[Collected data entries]
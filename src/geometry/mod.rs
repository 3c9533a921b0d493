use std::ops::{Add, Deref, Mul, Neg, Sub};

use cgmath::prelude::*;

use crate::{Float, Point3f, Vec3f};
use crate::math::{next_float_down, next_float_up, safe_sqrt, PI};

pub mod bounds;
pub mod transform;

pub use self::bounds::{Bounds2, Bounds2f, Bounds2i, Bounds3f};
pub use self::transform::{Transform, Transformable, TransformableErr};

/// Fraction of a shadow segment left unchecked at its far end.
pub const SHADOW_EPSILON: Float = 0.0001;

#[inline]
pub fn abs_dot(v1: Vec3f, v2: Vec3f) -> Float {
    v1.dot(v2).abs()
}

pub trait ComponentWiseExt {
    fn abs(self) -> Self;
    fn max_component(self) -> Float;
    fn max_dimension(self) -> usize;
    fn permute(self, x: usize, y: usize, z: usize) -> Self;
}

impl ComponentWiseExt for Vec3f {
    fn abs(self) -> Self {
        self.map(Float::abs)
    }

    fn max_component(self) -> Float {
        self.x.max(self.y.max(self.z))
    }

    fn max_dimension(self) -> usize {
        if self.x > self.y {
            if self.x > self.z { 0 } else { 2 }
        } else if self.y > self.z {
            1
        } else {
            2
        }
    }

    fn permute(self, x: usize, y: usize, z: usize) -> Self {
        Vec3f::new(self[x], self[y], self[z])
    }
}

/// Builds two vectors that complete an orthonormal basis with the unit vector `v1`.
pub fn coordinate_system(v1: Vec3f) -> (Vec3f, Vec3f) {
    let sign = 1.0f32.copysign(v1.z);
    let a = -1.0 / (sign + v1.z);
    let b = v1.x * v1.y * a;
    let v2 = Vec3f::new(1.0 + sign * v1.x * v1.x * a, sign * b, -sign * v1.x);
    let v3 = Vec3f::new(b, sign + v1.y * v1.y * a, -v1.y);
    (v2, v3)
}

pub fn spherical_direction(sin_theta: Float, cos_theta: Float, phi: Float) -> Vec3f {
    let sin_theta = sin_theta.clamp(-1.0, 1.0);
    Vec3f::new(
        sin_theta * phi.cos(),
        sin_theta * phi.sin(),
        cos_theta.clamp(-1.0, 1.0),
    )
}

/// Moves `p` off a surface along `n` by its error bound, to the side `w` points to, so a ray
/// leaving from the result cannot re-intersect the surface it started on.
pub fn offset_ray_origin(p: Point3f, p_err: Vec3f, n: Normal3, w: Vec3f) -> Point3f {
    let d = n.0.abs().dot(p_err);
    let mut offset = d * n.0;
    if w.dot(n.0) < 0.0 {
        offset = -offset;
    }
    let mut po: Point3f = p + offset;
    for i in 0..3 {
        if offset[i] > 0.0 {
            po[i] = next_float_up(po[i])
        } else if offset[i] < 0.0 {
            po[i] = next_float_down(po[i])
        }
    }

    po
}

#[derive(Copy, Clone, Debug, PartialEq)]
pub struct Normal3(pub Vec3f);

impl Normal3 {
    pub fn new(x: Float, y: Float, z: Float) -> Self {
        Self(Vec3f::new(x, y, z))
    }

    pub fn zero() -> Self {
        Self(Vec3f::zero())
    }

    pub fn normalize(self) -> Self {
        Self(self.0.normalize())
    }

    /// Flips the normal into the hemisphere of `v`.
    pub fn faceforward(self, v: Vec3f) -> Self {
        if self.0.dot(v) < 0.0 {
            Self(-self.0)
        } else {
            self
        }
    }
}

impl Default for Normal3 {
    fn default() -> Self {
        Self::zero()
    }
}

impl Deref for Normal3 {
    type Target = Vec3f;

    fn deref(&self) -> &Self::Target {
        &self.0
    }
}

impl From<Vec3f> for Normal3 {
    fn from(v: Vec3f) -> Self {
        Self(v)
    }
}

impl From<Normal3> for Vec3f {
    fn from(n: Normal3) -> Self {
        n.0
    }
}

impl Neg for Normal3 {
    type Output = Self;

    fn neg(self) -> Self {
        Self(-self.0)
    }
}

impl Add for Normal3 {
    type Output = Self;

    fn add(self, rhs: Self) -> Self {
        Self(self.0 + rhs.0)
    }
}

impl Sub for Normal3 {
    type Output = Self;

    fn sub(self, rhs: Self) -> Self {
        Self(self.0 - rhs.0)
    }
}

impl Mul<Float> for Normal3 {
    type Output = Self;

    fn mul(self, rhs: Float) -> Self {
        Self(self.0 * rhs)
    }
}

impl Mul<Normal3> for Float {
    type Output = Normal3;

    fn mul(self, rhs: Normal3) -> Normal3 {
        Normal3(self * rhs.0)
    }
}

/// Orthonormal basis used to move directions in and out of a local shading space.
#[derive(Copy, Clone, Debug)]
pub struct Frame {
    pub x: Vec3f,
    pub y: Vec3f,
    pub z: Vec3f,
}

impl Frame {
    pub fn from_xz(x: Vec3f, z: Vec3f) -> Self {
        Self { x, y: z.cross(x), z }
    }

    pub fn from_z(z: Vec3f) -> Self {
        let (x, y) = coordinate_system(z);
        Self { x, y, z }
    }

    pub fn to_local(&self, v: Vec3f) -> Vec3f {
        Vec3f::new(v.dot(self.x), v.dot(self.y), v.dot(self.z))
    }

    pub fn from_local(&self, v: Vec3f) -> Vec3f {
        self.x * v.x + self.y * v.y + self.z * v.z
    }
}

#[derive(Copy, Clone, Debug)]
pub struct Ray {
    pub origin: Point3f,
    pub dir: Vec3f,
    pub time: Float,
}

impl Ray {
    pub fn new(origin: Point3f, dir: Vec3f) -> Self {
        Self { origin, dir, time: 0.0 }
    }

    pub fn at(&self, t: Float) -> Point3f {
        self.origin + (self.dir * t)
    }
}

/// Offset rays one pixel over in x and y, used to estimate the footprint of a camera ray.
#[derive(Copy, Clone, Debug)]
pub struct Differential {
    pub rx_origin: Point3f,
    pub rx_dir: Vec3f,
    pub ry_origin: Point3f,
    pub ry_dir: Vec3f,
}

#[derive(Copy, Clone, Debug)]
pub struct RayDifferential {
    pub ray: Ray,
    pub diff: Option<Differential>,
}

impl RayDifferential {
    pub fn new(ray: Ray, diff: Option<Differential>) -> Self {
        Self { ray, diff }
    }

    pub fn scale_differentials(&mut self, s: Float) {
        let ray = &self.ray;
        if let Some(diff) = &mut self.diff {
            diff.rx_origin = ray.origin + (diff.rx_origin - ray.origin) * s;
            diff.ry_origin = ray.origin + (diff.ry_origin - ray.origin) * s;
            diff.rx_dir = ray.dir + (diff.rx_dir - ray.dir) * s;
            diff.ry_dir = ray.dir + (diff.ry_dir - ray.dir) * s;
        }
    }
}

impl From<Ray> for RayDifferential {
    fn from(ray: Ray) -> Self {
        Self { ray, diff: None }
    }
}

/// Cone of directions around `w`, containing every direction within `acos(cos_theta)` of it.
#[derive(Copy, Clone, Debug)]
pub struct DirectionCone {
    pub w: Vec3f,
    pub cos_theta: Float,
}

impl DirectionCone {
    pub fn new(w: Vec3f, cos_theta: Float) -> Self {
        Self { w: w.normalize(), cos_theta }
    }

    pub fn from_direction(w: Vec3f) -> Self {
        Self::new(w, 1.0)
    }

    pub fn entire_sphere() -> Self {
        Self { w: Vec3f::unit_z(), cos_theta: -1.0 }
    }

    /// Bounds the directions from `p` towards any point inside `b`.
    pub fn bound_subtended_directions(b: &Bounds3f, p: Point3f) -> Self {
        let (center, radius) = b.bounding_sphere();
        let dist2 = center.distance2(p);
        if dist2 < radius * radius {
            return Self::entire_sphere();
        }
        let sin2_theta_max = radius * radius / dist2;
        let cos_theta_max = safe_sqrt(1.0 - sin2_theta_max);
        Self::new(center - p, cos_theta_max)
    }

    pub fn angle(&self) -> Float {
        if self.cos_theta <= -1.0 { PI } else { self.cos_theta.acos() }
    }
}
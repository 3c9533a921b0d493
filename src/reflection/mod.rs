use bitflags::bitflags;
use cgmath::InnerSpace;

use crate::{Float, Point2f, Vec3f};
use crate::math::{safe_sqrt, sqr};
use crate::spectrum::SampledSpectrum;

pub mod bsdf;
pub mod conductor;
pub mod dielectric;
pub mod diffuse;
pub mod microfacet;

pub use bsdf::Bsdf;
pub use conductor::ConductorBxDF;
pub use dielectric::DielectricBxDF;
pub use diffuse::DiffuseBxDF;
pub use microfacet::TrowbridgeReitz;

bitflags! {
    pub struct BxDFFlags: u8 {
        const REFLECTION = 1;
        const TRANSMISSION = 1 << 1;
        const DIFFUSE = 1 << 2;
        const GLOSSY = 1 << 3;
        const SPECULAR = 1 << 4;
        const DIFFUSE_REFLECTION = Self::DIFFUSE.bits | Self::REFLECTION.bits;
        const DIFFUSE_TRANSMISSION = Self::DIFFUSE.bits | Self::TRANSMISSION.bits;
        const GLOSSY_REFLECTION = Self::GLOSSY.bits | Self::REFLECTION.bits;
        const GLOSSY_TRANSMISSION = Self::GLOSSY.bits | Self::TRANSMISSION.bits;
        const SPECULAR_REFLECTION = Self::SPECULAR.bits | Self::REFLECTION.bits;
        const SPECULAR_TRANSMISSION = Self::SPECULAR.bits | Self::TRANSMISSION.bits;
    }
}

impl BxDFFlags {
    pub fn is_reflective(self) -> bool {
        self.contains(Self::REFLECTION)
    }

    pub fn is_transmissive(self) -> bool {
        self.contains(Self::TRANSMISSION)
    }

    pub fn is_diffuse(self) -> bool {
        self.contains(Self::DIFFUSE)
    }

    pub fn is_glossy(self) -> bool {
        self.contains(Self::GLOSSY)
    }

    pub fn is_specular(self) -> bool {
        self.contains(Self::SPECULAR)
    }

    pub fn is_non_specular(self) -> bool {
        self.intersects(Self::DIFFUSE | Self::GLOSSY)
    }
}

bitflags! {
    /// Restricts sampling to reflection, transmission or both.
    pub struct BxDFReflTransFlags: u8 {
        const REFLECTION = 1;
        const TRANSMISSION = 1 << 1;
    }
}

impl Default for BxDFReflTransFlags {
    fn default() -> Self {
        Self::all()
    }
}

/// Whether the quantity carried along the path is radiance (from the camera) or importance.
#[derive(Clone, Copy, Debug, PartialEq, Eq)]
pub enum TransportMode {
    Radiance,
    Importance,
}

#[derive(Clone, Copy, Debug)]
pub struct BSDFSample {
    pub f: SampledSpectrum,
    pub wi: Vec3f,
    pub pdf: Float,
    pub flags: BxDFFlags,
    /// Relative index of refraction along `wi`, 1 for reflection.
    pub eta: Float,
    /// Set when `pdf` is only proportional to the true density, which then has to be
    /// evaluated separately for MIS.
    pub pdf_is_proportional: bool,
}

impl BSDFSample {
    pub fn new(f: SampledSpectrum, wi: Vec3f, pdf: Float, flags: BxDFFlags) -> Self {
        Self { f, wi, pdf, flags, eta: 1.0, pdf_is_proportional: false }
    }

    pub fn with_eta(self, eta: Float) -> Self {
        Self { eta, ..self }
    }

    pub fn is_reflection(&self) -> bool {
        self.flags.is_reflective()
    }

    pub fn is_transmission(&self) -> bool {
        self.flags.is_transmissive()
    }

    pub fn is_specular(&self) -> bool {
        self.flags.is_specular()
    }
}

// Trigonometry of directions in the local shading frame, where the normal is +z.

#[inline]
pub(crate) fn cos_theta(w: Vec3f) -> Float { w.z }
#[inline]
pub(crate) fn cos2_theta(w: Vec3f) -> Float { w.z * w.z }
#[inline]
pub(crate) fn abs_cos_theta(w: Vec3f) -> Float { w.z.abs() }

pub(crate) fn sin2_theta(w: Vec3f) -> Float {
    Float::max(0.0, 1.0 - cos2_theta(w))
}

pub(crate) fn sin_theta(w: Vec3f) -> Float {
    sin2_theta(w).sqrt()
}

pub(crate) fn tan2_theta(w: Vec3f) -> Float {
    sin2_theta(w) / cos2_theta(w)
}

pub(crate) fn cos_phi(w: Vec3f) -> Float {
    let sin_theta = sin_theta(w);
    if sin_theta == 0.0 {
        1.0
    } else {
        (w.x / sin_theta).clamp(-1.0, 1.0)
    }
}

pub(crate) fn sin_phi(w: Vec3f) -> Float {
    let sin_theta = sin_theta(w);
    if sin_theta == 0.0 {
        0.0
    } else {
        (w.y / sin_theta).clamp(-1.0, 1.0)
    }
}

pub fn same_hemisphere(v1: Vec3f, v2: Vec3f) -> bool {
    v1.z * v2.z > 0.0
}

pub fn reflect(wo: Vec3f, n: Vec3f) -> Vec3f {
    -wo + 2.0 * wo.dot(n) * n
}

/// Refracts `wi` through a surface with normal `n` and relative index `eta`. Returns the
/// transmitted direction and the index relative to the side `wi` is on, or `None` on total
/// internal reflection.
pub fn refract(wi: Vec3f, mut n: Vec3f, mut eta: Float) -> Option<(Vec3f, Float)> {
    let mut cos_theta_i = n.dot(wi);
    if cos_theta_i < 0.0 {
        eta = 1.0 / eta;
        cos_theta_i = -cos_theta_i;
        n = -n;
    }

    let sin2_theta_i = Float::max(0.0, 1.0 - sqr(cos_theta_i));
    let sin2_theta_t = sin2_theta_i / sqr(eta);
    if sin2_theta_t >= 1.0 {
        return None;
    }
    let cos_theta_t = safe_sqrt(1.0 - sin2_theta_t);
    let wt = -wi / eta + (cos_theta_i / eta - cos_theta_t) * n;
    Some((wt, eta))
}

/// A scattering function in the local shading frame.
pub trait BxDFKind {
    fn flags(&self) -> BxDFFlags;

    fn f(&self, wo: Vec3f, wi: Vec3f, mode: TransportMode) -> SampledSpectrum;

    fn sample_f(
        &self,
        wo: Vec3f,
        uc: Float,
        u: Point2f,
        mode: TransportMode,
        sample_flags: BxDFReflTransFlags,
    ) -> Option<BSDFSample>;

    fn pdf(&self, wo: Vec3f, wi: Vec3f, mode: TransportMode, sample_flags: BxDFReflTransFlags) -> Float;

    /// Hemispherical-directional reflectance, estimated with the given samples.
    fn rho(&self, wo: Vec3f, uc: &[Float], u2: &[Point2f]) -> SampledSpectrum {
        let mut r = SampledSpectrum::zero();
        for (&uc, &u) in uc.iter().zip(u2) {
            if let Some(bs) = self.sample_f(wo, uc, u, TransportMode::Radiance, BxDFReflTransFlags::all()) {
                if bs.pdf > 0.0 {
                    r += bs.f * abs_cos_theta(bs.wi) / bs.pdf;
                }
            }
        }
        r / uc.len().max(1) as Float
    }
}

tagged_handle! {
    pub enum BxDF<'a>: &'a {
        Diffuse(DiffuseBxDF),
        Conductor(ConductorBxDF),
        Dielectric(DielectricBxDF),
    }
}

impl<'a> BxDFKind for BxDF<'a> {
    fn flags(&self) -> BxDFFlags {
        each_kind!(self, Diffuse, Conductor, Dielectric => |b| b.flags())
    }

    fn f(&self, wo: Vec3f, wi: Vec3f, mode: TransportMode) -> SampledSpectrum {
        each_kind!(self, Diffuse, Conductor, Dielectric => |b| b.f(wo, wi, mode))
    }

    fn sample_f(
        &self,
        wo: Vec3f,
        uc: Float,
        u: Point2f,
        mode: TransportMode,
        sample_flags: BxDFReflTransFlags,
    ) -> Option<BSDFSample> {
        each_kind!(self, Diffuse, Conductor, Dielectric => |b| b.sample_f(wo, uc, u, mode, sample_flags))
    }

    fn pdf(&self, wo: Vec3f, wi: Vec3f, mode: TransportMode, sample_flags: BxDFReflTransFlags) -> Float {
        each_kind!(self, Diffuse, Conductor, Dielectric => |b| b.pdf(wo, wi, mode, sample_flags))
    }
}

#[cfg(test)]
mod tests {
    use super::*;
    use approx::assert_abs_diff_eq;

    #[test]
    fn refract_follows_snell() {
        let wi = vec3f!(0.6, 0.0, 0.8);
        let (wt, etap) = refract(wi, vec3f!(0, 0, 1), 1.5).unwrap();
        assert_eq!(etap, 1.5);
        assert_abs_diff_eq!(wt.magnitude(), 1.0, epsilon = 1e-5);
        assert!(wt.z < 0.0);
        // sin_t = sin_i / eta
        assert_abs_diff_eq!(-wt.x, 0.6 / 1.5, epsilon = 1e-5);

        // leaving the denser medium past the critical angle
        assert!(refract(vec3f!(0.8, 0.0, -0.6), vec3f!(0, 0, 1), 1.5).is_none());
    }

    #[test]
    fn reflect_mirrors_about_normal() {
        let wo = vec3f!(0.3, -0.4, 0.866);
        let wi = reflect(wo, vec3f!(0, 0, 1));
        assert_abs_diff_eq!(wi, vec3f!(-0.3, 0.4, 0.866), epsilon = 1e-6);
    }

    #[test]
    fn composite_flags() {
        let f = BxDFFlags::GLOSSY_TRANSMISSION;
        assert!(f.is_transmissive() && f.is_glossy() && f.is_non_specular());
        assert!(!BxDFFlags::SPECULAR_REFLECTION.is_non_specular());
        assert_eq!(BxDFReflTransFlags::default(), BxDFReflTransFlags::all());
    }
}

#### Problem details:
Looking back over the data above, restate word for word the lines that begin at the line with "BxDFReflTransFlags) -> Float;" and end at the line with "for (&uc, &u)", inclusive.

#### Solution:
    fn pdf(&self, wo: Vec3f, wi: Vec3f, mode: TransportMode, sample_flags: BxDFReflTransFlags) -> Float;

    /// Hemispherical-directional reflectance, estimated with the given samples.
    fn rho(&self, wo: Vec3f, uc: &[Float], u2: &[Point2f]) -> SampledSpectrum {
        let mut r = SampledSpectrum::zero();
        for (&uc, &u) in uc.iter().zip(u2) {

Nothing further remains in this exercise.